Selain itu, bahan sintetis yang mengandung nitrogen akan menghasilkan senyawa berbahaya lain. Nitrogen terdapat dalam bahan sintetis seperti nilon, dan busa poliuretan seperti yang terdapat dalam matras, sofa, dan karpet berbusa. Pada pembakaran di atas 600 oC, bahan sintetis yang mengandung nitrogen ini akan menghasilkan HCN, suatu gas sangat beracun. Sebaliknya, pembakaran sampah basah pada suhu kurang dari 600 derajat Celcius pun akan dihasilkan isosianat. Senyawa ini terkenal karena menyebabkan kecelakaan mengenaskan di Bhopal beberapa tahun silam.
Masalah lain dari sampah organik adalah kelembapannya sehingga sulit terbakar secara sempurna. Partikel-partikel yang tak terbakar akan terlihat sebagai awan dalam asap. Partikel lebih kecil dari 10 mikron dapat dihirup masuk ke paru-paru dan dapat mengganggu pandangan. Partikel-partikel tersebut dapat mengandung logam berat yang berbahaya bagi kesehatan seperti kadmium (Cd), khromium (Cr), mercury (Hg) dan timbal (Pb). Partikel debu seperti silika dapat bersifat iritan dan menimbulkan fibrosis atau disebut pneumokoniosis. Partikel debu juga dapat menimbulkan peradangan sehingga timbul granuloma.

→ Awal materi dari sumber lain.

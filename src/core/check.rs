use serde::{Deserialize, Serialize};
use std::fmt;

#[derive(Debug, Clone, Copy, PartialEq, Eq, Hash, Serialize, Deserialize)]
#[serde(rename_all = "lowercase")]
pub enum CheckStatus {
    Passed,
    Warning,
    Failed,
}

impl CheckStatus {
    pub const fn as_str(self) -> &'static str {
        match self {
            CheckStatus::Passed => "passed",
            CheckStatus::Warning => "warning",
            CheckStatus::Failed => "failed",
        }
    }
}

impl fmt::Display for CheckStatus {
    fn fmt(&self, f: &mut fmt::Formatter<'_>) -> fmt::Result {
        f.write_str(self.as_str())
    }
}

#[derive(Debug, Clone, PartialEq, Eq, Serialize, Deserialize)]
pub struct SecurityCheck {
    pub name: String,
    pub status: CheckStatus,
    pub description: String,
}

impl SecurityCheck {
    pub fn new(name: &str, status: CheckStatus, description: impl Into<String>) -> Self {
        Self {
            name: name.to_string(),
            status,
            description: description.into(),
        }
    }
}
use std::fmt;

#[derive(Debug, Clone, Copy, PartialEq, Eq)]
pub enum ExitCode {
    Success,
    InvalidArgs,
    RiskThresholdReached,
    ScanFailed,
}

impl ExitCode {
    pub const fn as_i32(self) -> i32 {
        match self {
            ExitCode::Success => 0,
            ExitCode::InvalidArgs => 2,
            ExitCode::RiskThresholdReached => 3,
            ExitCode::ScanFailed => 10,
        }
    }
}

#[derive(Debug)]
pub struct ExitError {
    pub code: ExitCode,
    pub err: anyhow::Error,
}

impl ExitError {
    pub fn new(code: ExitCode, err: anyhow::Error) -> Self {
        Self { code, err }
    }
}

impl fmt::Display for ExitError {
    fn fmt(&self, f: &mut fmt::Formatter<'_>) -> fmt::Result {
        self.err.fmt(f)
    }
}

impl std::error::Error for ExitError {
    fn source(&self) -> Option<&(dyn std::error::Error + 'static)> {
        Some(self.err.as_ref())
    }
}

pub fn exit_code(err: &anyhow::Error) -> i32 {
    if let Some(exit) = err.downcast_ref::<ExitError>() {
        return exit.code.as_i32();
    }
    ExitCode::ScanFailed.as_i32()
}

pub fn invalid_args(message: impl Into<String>) -> anyhow::Error {
    ExitError::new(ExitCode::InvalidArgs, anyhow::anyhow!(message.into())).into()
}

pub fn invalid_args_err(err: anyhow::Error) -> anyhow::Error {
    ExitError::new(ExitCode::InvalidArgs, err).into()
}

pub fn risk_threshold(message: impl Into<String>) -> anyhow::Error {
    ExitError::new(
        ExitCode::RiskThresholdReached,
        anyhow::anyhow!(message.into()),
    )
    .into()
}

Pembakaran sampah dengan incinerator yang berkapasitas kecil (kurang dari 20 ton perhari) juga mempunyai masalah yang mirip dengan pembakaran biasa. Dari evaluasi kinerja berbagai incinerator kecil yang terpasang di DKI Jakarta oleh P3TL-BPPT disebutkan bahwa hampir semua incinerator menghasilkan partikulat melebihi ambang batas ( 50 mg/m3). Sementara itu logam berat yang yang terkandung dalam asap dan ditangkap oleh water scrubber pada sebagian besar incinerator juga melebihi ambang batas terutama untuk logam berat air raksa, sianida, timbal dan kadmium. Saat ini di Jakarta terpasang 21 unit incinerator skala kecil yang tersebar di berbagai wilayah
1 komentar:
21 insinerator di jakarta itu lokasinya ada dimana saja ya, Pak? mohon datanya karena saya tertarik utk membuat penelitian. terima kasih.